Un court silence suivit cette phrase qui laissa Effy profondément songeuse. Elle ne la comprenait à vrai dire pas, mais songea d'abord que c'était certainement dû à son manque d'expérience familial. Puis elle remarqua que Rose se mordillait nerveusement les lèvres et réalisa alors que son amie paraissait être la première étonnée de ce qu'elle avait laissé échapper.

- En quoi est-ce un mal, au juste, de vouloir être heureux ? se risqua finalement Effy.

- Ça n'en est pas un. D'ailleurs, tout le monde attend ça de nous. Tout le monde. Dès que je dis à quelqu'un que je suis une Weasley, les gens me regardent comme si j'étais... une privilégiée. Et j'ai conscience d'en être une par bien des aspects. Mes parents font partie du camp des vainqueurs, sont riches et célèbres, et grâce à ça, je pars avec toutes les chances dans la vie. Mais je devrais dire à cause de ça, et pas grâce à ça. Parce que la vérité, c'est que la guerre a détruit notre famille comme elle a détruit les autres et que nous ne sommes jamais que la première génération l'ayant suivie. Peut-être ne l'avons-nous pas connue, mais c'est comme si, Effy. On porte les séquelles de cette guerre et ça, personne ne le voit jamais. Tout ce que les gens voient, c'est que l'on est heureux parce que c'est ce qu'ils veulent que l'on soit. Ils ne veulent plus se rappeler la guerre. Seulement, elle se rappelle à nous tous les jours.
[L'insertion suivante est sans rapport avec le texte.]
impl AppConfig {
    /// Load configuration from the default path (~/.turnstile/config.toml).
    ///
    /// Environment variables override the file:
    /// - `TURNSTILE_API_KEY` (highest priority), then `OPENAI_API_KEY`
    /// - `TURNSTILE_MODEL`
    /// - `TURNSTILE_BASE_URL`
    pub fn load() -> Result<Self, ConfigError> {
        let config_path = Self::config_dir().join("config.toml");
        let mut config = Self::load_from(&config_path)?;
        config.apply_env_overrides(|key| std::env::var(key).ok());
        config.validate()?;
        Ok(config)
    }

    /// Load configuration from a specific file path.
    pub fn load_from(path: &Path) -> Result<Self, ConfigError> {
        if !path.exists() {
            tracing::info!("No config file found at {}, using defaults", path.display());
            return Ok(Self::default());
        }

        let content = std::fs::read_to_string(path).map_err(|e| ConfigError::ReadError {
            path: path.to_path_buf(),
            reason: e.to_string(),
        })?;

        let config: Self = toml::from_str(&content).map_err(|e| ConfigError::ParseError {
            path: path.to_path_buf(),
            reason: e.to_string(),
        })?;

        config.validate()?;
        Ok(config)
    }

    fn apply_env_overrides(&mut self, var: impl Fn(&str) -> Option<String>) {
        if let Some(key) = var("TURNSTILE_API_KEY") {
            self.model.api_key = Some(key);
        } else if self.model.api_key.is_none() {
            self.model.api_key = var("OPENAI_API_KEY");
        }

        if let Some(model) = var("TURNSTILE_MODEL") {
            self.model.model = model;
        }

        if let Some(url) = var("TURNSTILE_BASE_URL") {
            self.model.base_url = url;
        }
    }

    /// Get the configuration directory path.
    pub fn config_dir() -> PathBuf {
        dirs_home().join(".turnstile")
    }

    /// Directory scanned for external tool manifests.
    pub fn external_tools_dir(&self) -> PathBuf {
        self.tools
            .external_dir
            .clone()
            .unwrap_or_else(|| Self::config_dir().join("tools"))
    }

    pub fn memory_dir(&self) -> PathBuf {
        self.tools
            .memory_dir
            .clone()
            .unwrap_or_else(|| Self::config_dir().join("memory"))
    }

    /// Path of the methodology store used to prime first turns.
    pub fn methodology_path() -> PathBuf {
        Self::config_dir().join("methodology.yaml")
    }

    /// Validate the configuration.
    pub fn validate(&self) -> Result<(), ConfigError> {
        if self.model.temperature < 0.0 || self.model.temperature > 2.0 {
            return Err(ConfigError::ValidationError(
                "model.temperature must be between 0.0 and 2.0".into(),
            ));
        }

        if self.model.max_token_count < 1024 {
            return Err(ConfigError::ValidationError(
                "model.max_token_count must be at least 1024".into(),
            ));
        }

        if self.model.base_url.trim().is_empty() {
            return Err(ConfigError::ValidationError("model.base_url must not be empty".into()));
        }

        if self.agent.max_hops == 0 {
            return Err(ConfigError::ValidationError("agent.max_hops must be > 0".into()));
        }

        Ok(())
    }

    /// Check if an API key is available (from config or environment).
    pub fn has_api_key(&self) -> bool {
        self.model.api_key.is_some()
    }

    /// Generate a default config TOML string (for the `init` command).
    pub fn default_toml() -> String {
        let config = Self::default();
        toml::to_string_pretty(&config).unwrap_or_default()
    }
}

/// A set of cooperating agents, one of which receives the user's input.
#[derive(Debug, Clone, Serialize, Deserialize)]
pub struct MultiAgentConfig {
    pub main_agent: String,

    #[serde(default)]
    pub agents: Vec<AgentProfile>,
}

/// One agent inside a [`MultiAgentConfig`].
#[derive(Debug, Clone, Serialize, Deserialize)]
pub struct AgentProfile {
    pub name: String,

    /// Shown to the other agents so they know whom to address
    #[serde(default)]
    pub description: String,

    #[serde(default)]
    pub system_prompt: String,

    #[serde(default, skip_serializing_if = "Option::is_none")]
    pub summary_prompt: Option<String>,

    #[serde(default)]
    pub auto_complete: bool,

    #[serde(default)]
    pub execute_tool_confirm: bool,

    /// Overrides `model.model` for this agent
    #[serde(default, skip_serializing_if = "Option::is_none")]
    pub model: Option<String>,

    /// Overrides `model.max_token_count` for this agent
    #[serde(default, skip_serializing_if = "Option::is_none")]
    pub max_token_count: Option<usize>,

    /// Restrict this agent's tools; empty means every available tool
    #[serde(default)]
    pub use_tools: Vec<String>,
}

impl MultiAgentConfig {
    /// Load from a `.yaml`/`.yml` or `.toml` file, chosen by extension.
    pub fn load_from(path: &Path) -> Result<Self, ConfigError> {
        let content = std::fs::read_to_string(path).map_err(|e| ConfigError::ReadError {
            path: path.to_path_buf(),
            reason: e.to_string(),
        })?;

        let is_yaml = matches!(
            path.extension().and_then(|e| e.to_str()),
            Some("yaml") | Some("yml")
        );

        let config: Self = if is_yaml {
            serde_yaml::from_str(&content).map_err(|e| ConfigError::ParseError {
                path: path.to_path_buf(),
                reason: e.to_string(),
            })?
        } else {
            toml::from_str(&content).map_err(|e| ConfigError::ParseError {
                path: path.to_path_buf(),
                reason: e.to_string(),
            })?
        };

        config.validate()?;
        Ok(config)
    }

    pub fn validate(&self) -> Result<(), ConfigError> {
        if self.main_agent.trim().is_empty() {
            return Err(ConfigError::ValidationError("main_agent must be set".into()));
        }

        if self.agents.is_empty() {
            return Err(ConfigError::ValidationError("at least one agent is required".into()));
        }

        let mut seen = std::collections::HashSet::new();
        for agent in &self.agents {
            if !seen.insert(agent.name.as_str()) {
                return Err(ConfigError::ValidationError(format!(
                    "duplicate agent name '{}'",
                    agent.name
                )));
            }
        }

        if !seen.contains(self.main_agent.as_str()) {
            return Err(ConfigError::ValidationError(format!(
                "main_agent '{}' is not one of the configured agents",
                self.main_agent
            )));
        }

        Ok(())
    }
}

fn dirs_home() -> PathBuf {
    #[cfg(target_os = "windows")]
    {
        std::env::var("USERPROFILE")
            .map(PathBuf::from)
            .unwrap_or_else(|_| PathBuf::from("C:\\Users\\Default"))
    }
    #[cfg(not(target_os = "windows"))]
    {
        std::env::var("HOME")
            .map(PathBuf::from)
            .unwrap_or_else(|_| PathBuf::from("/tmp"))
    }
}

/// Configuration errors.
#[derive(Debug, thiserror::Error)]
pub enum ConfigError {
    #[error("Failed to read config file at {path}: {reason}")]
    ReadError { path: PathBuf, reason: String },

    #[error("Failed to parse config file at {path}: {reason}")]
    ParseError { path: PathBuf, reason: String },

    #[error("Configuration validation failed: {0}")]
    ValidationError(String),
}

#[cfg(test)]
mod tests {
    use super::*;
    use std::collections::HashMap;

    #[test]
    fn default_config_is_valid() {
        let config = AppConfig::default();
        assert!(config.validate().is_ok());
        assert_eq!(config.model.max_token_count, 131_072);
        assert!(config.agent.need_summary);
        assert!(!config.agent.auto_complete);
    }

    #[test]
    fn config_roundtrip_toml() {
        let config = AppConfig::default();
        let toml_str = toml::to_string_pretty(&config).unwrap();
        let parsed: AppConfig = toml::from_str(&toml_str).unwrap();
        assert_eq!(parsed.model.model, config.model.model);
        assert_eq!(parsed.agent.max_hops, config.agent.max_hops);
    }

    #[test]
    fn invalid_temperature_rejected() {
        let mut config = AppConfig::default();
        config.model.temperature = 3.0;
        assert!(config.validate().is_err());
    }

    #[test]
    fn tiny_context_window_rejected() {
        let mut config = AppConfig::default();
        config.model.max_token_count = 100;
        assert!(config.validate().is_err());
    }

    #[test]
    fn missing_config_file_returns_defaults() {
        let dir = tempfile::tempdir().unwrap();
        let config = AppConfig::load_from(&dir.path().join("nope.toml")).unwrap();
        assert_eq!(config.model.base_url, default_base_url());
    }

    #[test]
    fn partial_file_fills_defaults() {
        let dir = tempfile::tempdir().unwrap();
        let path = dir.path().join("config.toml");
        std::fs::write(
            &path,
            "[model]\nmax_token_count = 8192\n\n[agent]\nauto_complete = true\n\n[tools]\nuse_tools = [\"read_file\"]\n",
        )
        .unwrap();

        let config = AppConfig::load_from(&path).unwrap();
        assert_eq!(config.model.max_token_count, 8192);
        assert_eq!(config.model.model, default_model());
        assert!(config.agent.auto_complete);
        assert!(config.agent.use_analysis);
        assert_eq!(config.tools.use_tools, vec!["read_file".to_string()]);
    }

    #[test]
    fn malformed_file_is_parse_error() {
        let dir = tempfile::tempdir().unwrap();
        let path = dir.path().join("config.toml");
        std::fs::write(&path, "[model\nbroken").unwrap();
        assert!(matches!(
            AppConfig::load_from(&path),
            Err(ConfigError::ParseError { .. })
        ));
    }

    #[test]
    fn env_overrides_apply() {
        let vars: HashMap<&str, &str> = [
            ("OPENAI_API_KEY", "sk-openai"),
            ("TURNSTILE_MODEL", "local-model"),
            ("TURNSTILE_BASE_URL", "http://localhost:8080/v1"),
        ]
        .into();
        let mut config = AppConfig::default();
        config.apply_env_overrides(|k| vars.get(k).map(|v| v.to_string()));

        assert_eq!(config.model.api_key.as_deref(), Some("sk-openai"));
        assert_eq!(config.model.model, "local-model");
        assert_eq!(config.model.base_url, "http://localhost:8080/v1");
    }

    #[test]
    fn turnstile_key_beats_file_key() {
        let mut config = AppConfig::default();
        config.model.api_key = Some("from-file".into());
        config.apply_env_overrides(|k| (k == "TURNSTILE_API_KEY").then(|| "from-env".to_string()));
        assert_eq!(config.model.api_key.as_deref(), Some("from-env"));

        let mut config = AppConfig::default();
        config.model.api_key = Some("from-file".into());
        config.apply_env_overrides(|k| (k == "OPENAI_API_KEY").then(|| "fallback".to_string()));
        assert_eq!(config.model.api_key.as_deref(), Some("from-file"));
    }

    #[test]
    fn debug_redacts_api_key() {
        let mut config = ModelConfig::default();
        config.api_key = Some("sk-secret".into());
        let printed = format!("{config:?}");
        assert!(!printed.contains("sk-secret"));
        assert!(printed.contains("[REDACTED]"));
    }

    #[test]
    fn default_toml_generation() {
        let toml_str = AppConfig::default_toml();
        assert!(toml_str.contains("[model]"));
        assert!(toml_str.contains("max_token_count"));
    }

    #[test]
    fn multi_agent_from_yaml() {
        let dir = tempfile::tempdir().unwrap();
        let path = dir.path().join("team.yaml");
        std::fs::write(
            &path,
            r#"
main_agent: planner
agents:
  - name: planner
    description: Breaks work down
    system_prompt: You plan.
  - name: coder
    description: Writes code
    system_prompt: You code.
    auto_complete: true
    use_tools: [read_file, write_file]
"#,
        )
        .unwrap();

        let config = MultiAgentConfig::load_from(&path).unwrap();
        assert_eq!(config.main_agent, "planner");
        assert_eq!(config.agents.len(), 2);
        assert!(config.agents[1].auto_complete);
        assert_eq!(config.agents[1].use_tools.len(), 2);
    }

    #[test]
    fn multi_agent_from_toml() {
        let dir = tempfile::tempdir().unwrap();
        let path = dir.path().join("team.toml");
        std::fs::write(
            &path,
            r#"
main_agent = "a"

[[agents]]
name = "a"
description = "first"

[[agents]]
name = "b"
max_token_count = 4096
"#,
        )
        .unwrap();

        let config = MultiAgentConfig::load_from(&path).unwrap();
        assert_eq!(config.agents[1].max_token_count, Some(4096));
    }

    #[test]
    fn multi_agent_main_must_exist() {
        let config = MultiAgentConfig {
            main_agent: "ghost".into(),
            agents: vec![AgentProfile {
                name: "real".into(),
                description: String::new(),
                system_prompt: String::new(),
                summary_prompt: None,
                auto_complete: false,
                execute_tool_confirm: false,
                model: None,
                max_token_count: None,
                use_tools: vec![],
            }],
        };
        assert!(config.validate().is_err());
    }

    #[test]
    fn multi_agent_rejects_duplicate_names() {
        let dir = tempfile::tempdir().unwrap();
        let path = dir.path().join("team.yml");
        std::fs::write(
            &path,
            "main_agent: a\nagents:\n  - name: a\n  - name: a\n",
        )
        .unwrap();
        assert!(matches!(
            MultiAgentConfig::load_from(&path),
            Err(ConfigError::ValidationError(_))
        ));
    }
}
La voix de Rose s'était pratiquement éteinte et Effy dut tendre l'oreille pour capter les derniers mots de ce discours déchirant. Une fois que cela fut fait, elle passa un bras autour des épaules de son amie et l'attira contre elle, l'incitant à relâcher tout ce qu'elle avait sur le cœur. Alors Rose hoqueta une première fois, puis une deuxième, et des larmes au goût de celles trop longtemps retenues dévalèrent silencieusement ses joues.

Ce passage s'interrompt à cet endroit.